REQUIREMENT -> For each line of the data below, test for "struct". Report only the number of lines that pass.

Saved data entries

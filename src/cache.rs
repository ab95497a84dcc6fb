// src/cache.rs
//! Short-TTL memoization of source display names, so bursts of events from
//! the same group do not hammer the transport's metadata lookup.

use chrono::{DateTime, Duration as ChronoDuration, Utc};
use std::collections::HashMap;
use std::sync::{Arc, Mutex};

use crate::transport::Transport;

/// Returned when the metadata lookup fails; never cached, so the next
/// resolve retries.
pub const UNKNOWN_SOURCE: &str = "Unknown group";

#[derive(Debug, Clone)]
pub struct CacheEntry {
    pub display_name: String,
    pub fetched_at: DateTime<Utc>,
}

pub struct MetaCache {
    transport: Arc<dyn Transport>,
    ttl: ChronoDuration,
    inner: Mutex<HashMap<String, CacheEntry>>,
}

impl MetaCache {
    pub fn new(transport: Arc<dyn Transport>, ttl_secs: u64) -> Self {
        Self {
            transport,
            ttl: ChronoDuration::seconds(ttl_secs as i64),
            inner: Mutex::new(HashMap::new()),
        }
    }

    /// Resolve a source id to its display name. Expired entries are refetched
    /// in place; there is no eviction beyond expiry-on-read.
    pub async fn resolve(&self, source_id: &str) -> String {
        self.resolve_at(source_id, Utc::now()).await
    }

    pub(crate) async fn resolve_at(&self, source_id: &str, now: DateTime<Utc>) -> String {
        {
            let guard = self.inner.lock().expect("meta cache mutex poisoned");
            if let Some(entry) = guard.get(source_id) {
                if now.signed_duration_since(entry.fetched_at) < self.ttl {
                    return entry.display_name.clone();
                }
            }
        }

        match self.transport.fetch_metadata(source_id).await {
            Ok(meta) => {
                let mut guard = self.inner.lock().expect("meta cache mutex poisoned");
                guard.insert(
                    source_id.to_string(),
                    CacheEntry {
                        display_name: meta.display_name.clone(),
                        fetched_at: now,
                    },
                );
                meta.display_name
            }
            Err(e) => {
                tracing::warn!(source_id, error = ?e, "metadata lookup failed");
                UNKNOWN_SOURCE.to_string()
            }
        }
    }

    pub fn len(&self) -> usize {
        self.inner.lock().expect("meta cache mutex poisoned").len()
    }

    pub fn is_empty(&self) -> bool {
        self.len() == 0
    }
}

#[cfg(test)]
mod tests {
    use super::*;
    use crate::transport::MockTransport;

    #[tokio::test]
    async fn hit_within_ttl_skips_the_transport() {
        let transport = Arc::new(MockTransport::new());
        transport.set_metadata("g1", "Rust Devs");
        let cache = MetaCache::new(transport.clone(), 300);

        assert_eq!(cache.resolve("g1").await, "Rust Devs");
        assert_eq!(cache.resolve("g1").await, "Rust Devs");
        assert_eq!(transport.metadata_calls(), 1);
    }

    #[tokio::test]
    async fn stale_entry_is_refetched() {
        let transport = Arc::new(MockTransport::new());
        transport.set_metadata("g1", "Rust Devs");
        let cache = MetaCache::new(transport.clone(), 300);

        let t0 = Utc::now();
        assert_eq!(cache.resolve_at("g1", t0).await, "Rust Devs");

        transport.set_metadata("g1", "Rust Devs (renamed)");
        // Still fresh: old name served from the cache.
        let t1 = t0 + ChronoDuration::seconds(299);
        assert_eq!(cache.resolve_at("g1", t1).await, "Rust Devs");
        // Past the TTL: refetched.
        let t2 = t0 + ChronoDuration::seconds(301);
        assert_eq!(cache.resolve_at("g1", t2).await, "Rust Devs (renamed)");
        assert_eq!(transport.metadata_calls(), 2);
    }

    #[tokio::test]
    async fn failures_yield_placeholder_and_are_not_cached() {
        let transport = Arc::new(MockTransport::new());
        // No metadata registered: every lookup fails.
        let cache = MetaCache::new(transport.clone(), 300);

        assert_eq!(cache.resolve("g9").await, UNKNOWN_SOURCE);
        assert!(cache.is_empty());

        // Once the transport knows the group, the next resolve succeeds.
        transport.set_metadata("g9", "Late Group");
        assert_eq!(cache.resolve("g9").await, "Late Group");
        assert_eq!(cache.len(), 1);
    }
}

* * *

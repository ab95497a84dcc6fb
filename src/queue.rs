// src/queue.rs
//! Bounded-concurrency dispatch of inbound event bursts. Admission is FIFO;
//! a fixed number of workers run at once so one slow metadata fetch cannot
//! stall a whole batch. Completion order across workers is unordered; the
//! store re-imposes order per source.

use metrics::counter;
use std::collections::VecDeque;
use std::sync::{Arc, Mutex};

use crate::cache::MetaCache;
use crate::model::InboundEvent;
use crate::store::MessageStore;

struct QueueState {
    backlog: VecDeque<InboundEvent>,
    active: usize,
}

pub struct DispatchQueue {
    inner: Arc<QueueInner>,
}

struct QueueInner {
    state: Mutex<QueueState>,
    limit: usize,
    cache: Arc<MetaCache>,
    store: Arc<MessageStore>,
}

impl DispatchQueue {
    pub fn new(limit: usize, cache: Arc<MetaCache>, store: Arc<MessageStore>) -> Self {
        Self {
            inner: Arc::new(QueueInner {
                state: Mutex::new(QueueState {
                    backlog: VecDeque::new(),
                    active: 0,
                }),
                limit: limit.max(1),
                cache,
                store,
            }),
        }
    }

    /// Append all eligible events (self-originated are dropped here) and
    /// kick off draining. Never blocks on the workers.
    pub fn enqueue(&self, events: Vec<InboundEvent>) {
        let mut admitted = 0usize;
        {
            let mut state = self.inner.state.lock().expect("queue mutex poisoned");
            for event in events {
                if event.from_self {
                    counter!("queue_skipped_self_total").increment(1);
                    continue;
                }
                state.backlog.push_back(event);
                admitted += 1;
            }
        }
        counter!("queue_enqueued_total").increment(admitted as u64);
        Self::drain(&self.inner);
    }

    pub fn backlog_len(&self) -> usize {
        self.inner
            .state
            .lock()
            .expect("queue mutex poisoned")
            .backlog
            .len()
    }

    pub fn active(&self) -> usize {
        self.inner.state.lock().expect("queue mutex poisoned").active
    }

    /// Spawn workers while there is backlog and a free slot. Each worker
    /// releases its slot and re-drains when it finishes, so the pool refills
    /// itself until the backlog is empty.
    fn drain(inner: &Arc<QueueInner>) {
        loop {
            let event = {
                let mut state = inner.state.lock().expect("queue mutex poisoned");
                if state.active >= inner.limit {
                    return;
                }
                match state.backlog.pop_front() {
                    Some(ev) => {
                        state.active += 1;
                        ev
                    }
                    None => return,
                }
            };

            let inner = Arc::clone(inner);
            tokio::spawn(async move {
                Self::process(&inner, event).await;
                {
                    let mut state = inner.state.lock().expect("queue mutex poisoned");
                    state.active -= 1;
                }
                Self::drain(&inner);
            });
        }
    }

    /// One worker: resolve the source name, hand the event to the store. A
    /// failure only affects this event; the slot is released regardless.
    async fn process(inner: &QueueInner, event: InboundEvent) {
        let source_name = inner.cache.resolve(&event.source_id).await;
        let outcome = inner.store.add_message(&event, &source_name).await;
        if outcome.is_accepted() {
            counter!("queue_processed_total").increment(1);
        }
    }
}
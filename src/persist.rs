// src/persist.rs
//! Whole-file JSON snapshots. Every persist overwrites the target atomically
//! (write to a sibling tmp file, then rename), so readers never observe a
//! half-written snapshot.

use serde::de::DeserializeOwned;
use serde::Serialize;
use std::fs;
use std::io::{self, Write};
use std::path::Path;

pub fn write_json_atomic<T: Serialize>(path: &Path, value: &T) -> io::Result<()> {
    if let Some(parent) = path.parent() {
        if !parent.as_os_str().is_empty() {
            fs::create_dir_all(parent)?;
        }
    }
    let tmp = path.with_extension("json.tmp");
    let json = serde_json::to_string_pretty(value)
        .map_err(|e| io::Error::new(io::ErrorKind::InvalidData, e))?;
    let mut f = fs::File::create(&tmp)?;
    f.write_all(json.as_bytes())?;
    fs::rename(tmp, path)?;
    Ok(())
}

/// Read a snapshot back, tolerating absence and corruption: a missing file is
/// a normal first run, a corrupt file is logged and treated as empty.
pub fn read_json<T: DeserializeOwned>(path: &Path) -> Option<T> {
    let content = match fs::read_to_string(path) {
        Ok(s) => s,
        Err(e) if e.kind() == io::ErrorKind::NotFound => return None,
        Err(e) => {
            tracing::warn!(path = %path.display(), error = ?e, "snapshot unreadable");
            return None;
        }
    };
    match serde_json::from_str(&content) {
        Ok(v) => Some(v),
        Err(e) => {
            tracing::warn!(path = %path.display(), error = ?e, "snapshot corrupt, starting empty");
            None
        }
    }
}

==

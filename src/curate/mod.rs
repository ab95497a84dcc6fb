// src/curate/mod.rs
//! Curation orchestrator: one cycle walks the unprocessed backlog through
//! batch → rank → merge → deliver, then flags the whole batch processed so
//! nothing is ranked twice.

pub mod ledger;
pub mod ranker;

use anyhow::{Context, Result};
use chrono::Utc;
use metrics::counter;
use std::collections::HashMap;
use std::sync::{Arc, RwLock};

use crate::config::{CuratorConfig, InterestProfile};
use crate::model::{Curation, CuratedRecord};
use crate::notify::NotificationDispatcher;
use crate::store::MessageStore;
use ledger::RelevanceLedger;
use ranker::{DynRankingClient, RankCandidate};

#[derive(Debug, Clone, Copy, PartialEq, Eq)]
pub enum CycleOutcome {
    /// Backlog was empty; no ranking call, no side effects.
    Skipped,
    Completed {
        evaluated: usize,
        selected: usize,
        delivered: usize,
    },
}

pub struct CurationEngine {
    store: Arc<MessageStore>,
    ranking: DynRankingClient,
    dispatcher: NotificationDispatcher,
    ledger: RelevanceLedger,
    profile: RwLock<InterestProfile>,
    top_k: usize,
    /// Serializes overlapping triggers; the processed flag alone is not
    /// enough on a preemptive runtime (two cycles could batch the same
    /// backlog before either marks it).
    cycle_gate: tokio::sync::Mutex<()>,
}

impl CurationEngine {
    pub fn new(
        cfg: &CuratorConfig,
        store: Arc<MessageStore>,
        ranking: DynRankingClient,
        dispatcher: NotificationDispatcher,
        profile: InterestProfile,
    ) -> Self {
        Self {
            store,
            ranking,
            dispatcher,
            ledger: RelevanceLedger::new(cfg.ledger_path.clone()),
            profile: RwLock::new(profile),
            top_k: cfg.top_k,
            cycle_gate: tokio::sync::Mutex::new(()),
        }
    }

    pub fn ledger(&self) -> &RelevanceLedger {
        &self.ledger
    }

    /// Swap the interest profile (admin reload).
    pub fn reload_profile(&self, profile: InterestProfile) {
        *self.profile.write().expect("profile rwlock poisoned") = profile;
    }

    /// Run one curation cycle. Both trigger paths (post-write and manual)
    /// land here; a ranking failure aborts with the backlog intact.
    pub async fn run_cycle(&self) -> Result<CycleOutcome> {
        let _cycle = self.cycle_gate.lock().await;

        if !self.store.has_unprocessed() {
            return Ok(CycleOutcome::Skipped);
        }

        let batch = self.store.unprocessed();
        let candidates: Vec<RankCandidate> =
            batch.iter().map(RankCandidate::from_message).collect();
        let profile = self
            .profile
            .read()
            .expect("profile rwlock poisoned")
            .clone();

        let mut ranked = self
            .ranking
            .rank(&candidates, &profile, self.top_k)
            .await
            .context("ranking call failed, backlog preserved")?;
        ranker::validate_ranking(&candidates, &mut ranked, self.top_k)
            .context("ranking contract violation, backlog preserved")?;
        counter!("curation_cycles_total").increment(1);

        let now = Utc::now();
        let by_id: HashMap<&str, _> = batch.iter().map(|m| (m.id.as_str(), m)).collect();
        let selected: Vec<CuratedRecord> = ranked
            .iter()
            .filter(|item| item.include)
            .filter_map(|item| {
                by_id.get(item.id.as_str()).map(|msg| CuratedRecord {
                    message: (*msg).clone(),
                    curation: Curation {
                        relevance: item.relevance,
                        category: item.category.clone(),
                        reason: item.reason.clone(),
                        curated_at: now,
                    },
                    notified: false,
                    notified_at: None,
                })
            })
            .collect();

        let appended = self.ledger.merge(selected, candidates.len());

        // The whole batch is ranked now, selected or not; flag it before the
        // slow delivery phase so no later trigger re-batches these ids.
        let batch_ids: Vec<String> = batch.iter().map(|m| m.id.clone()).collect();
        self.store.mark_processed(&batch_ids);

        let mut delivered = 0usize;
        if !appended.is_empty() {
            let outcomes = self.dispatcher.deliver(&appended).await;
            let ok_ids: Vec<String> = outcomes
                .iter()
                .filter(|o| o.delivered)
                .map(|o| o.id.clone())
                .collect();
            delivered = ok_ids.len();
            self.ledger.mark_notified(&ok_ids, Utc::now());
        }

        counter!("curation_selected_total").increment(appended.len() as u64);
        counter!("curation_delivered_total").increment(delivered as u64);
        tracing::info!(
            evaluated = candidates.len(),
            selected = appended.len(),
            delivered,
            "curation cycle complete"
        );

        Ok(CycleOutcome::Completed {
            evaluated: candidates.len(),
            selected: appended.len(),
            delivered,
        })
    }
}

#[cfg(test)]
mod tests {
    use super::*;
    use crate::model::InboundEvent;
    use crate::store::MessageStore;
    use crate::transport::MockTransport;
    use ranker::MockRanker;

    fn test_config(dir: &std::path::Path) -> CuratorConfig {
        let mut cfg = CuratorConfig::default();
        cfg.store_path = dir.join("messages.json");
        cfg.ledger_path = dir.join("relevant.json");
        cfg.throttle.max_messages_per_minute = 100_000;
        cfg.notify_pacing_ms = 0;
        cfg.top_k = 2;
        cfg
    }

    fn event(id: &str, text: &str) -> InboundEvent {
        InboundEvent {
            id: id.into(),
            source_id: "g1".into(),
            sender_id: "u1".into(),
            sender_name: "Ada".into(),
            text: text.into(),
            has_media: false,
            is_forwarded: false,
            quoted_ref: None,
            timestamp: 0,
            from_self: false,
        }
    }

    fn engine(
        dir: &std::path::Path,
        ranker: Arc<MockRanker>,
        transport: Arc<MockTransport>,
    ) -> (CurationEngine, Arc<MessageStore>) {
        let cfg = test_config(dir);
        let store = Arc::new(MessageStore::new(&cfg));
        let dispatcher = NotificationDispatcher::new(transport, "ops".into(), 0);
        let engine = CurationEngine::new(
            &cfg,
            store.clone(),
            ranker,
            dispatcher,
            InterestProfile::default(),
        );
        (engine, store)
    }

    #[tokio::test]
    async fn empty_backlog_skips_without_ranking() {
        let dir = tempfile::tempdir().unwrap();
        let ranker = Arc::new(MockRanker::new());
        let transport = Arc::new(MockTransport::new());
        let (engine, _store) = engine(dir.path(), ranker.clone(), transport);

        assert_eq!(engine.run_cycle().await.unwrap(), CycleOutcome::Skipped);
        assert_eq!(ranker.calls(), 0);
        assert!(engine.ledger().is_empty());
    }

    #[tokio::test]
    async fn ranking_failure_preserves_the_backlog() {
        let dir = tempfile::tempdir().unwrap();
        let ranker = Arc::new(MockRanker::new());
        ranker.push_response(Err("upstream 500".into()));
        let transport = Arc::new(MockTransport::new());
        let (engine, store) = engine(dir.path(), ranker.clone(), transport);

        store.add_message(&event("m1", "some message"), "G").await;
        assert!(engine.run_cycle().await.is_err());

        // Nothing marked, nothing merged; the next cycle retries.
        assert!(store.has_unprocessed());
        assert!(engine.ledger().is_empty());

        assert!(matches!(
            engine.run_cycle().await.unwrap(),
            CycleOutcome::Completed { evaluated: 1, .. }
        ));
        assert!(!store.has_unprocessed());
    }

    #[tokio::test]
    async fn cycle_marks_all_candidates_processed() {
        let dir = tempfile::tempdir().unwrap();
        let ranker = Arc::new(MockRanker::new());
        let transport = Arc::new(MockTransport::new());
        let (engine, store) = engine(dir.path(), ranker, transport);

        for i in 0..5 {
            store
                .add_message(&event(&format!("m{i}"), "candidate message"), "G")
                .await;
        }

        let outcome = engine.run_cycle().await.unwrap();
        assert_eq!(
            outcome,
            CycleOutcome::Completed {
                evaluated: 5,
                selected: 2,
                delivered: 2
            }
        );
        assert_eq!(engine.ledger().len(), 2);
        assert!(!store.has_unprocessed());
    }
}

YOUR SOLUTION -> 6